▶ [Assignment] Match the string "norm" against each line below, and copy every line that matches.

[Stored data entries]
....

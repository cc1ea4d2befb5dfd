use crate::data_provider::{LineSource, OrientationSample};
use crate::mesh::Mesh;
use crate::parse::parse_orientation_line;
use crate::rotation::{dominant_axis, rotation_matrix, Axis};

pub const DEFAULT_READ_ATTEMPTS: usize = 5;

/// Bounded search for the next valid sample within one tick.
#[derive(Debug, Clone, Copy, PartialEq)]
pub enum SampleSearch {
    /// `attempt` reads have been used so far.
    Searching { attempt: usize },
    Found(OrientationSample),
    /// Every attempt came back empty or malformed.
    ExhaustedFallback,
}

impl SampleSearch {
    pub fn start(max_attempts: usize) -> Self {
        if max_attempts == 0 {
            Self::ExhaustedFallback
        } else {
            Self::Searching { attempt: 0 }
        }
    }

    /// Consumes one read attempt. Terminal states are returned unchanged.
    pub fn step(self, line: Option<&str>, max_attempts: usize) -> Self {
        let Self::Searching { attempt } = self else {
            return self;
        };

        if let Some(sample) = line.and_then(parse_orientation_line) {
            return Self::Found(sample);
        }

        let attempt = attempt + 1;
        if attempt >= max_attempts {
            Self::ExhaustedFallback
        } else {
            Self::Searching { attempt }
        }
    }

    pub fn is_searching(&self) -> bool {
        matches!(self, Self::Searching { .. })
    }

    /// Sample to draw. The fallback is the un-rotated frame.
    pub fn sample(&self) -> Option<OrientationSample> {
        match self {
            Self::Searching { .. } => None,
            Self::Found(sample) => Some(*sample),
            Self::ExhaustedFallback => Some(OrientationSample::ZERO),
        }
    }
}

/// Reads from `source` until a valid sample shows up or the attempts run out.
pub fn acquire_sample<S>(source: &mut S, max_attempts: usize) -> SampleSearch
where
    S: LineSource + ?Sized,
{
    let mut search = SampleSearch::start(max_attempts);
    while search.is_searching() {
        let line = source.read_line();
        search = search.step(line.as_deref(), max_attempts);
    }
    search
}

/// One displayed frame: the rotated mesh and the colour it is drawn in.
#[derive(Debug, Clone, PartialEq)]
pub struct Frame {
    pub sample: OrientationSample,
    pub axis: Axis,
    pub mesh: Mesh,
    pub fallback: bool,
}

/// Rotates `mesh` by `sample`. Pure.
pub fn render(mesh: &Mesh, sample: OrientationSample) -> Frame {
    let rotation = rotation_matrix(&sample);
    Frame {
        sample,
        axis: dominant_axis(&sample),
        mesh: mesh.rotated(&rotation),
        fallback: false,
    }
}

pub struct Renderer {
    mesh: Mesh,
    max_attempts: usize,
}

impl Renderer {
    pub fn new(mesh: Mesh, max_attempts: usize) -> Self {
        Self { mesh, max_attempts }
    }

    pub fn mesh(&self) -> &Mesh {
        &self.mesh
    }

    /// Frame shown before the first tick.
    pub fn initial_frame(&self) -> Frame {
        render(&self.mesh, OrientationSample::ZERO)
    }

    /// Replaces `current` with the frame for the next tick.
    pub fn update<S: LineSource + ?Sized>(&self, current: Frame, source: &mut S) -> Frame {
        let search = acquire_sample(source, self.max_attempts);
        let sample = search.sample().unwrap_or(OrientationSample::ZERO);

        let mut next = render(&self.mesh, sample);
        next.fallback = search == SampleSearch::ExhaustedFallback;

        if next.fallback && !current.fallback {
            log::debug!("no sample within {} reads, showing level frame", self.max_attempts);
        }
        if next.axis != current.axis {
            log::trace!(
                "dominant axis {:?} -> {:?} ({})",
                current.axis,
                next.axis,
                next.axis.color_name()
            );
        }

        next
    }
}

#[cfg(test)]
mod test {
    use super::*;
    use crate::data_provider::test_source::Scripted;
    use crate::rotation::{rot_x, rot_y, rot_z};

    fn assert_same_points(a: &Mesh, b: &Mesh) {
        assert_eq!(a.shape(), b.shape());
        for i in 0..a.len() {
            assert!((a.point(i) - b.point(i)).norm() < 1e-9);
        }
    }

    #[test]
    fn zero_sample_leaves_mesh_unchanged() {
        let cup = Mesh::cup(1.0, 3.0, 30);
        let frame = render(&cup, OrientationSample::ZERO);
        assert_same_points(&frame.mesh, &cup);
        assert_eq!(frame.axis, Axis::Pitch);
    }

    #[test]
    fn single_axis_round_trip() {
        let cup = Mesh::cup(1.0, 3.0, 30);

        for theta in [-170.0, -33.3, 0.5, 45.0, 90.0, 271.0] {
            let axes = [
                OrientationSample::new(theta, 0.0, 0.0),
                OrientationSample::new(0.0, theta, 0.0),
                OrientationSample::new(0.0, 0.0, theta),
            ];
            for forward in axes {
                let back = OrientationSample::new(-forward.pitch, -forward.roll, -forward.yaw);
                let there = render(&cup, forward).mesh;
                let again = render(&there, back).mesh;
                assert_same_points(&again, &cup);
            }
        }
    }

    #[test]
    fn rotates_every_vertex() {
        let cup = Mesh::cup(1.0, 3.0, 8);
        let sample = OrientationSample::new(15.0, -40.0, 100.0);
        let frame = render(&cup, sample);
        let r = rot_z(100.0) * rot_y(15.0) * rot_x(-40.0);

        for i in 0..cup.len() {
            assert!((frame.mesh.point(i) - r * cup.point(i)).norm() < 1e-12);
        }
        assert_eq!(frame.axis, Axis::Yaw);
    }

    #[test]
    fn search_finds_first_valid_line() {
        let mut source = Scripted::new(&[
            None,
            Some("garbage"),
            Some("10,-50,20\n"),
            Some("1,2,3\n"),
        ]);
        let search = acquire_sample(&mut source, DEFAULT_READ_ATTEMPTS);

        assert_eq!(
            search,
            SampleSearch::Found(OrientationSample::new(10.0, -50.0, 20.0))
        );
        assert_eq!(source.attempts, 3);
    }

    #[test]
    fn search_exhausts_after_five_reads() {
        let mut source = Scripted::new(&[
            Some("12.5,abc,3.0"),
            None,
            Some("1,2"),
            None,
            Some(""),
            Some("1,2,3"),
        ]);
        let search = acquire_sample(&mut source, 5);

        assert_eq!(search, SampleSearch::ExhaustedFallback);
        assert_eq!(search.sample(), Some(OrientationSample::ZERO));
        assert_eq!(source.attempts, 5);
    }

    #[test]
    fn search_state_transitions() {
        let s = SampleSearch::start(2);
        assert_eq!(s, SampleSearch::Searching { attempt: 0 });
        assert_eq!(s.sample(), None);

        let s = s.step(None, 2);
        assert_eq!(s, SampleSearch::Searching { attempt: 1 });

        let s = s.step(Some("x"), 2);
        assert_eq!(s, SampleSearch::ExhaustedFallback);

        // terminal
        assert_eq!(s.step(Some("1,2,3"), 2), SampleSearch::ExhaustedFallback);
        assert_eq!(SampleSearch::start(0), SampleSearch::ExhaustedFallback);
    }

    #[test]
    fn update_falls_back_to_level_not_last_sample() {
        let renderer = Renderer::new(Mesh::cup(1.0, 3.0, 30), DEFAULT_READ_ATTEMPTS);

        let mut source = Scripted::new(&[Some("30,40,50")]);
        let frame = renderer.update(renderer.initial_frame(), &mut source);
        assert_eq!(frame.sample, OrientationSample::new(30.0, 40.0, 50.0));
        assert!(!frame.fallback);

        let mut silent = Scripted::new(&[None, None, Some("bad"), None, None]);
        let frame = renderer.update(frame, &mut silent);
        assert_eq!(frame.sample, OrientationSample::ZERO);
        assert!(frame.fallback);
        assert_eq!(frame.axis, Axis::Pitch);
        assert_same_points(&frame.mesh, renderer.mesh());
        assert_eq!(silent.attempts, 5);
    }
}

....

▶ [Solved problem]
            assert!((a.point(i) - b.point(i)).norm() < 1e-9);
            assert!((frame.mesh.point(i) - r * cup.point(i)).norm() < 1e-12);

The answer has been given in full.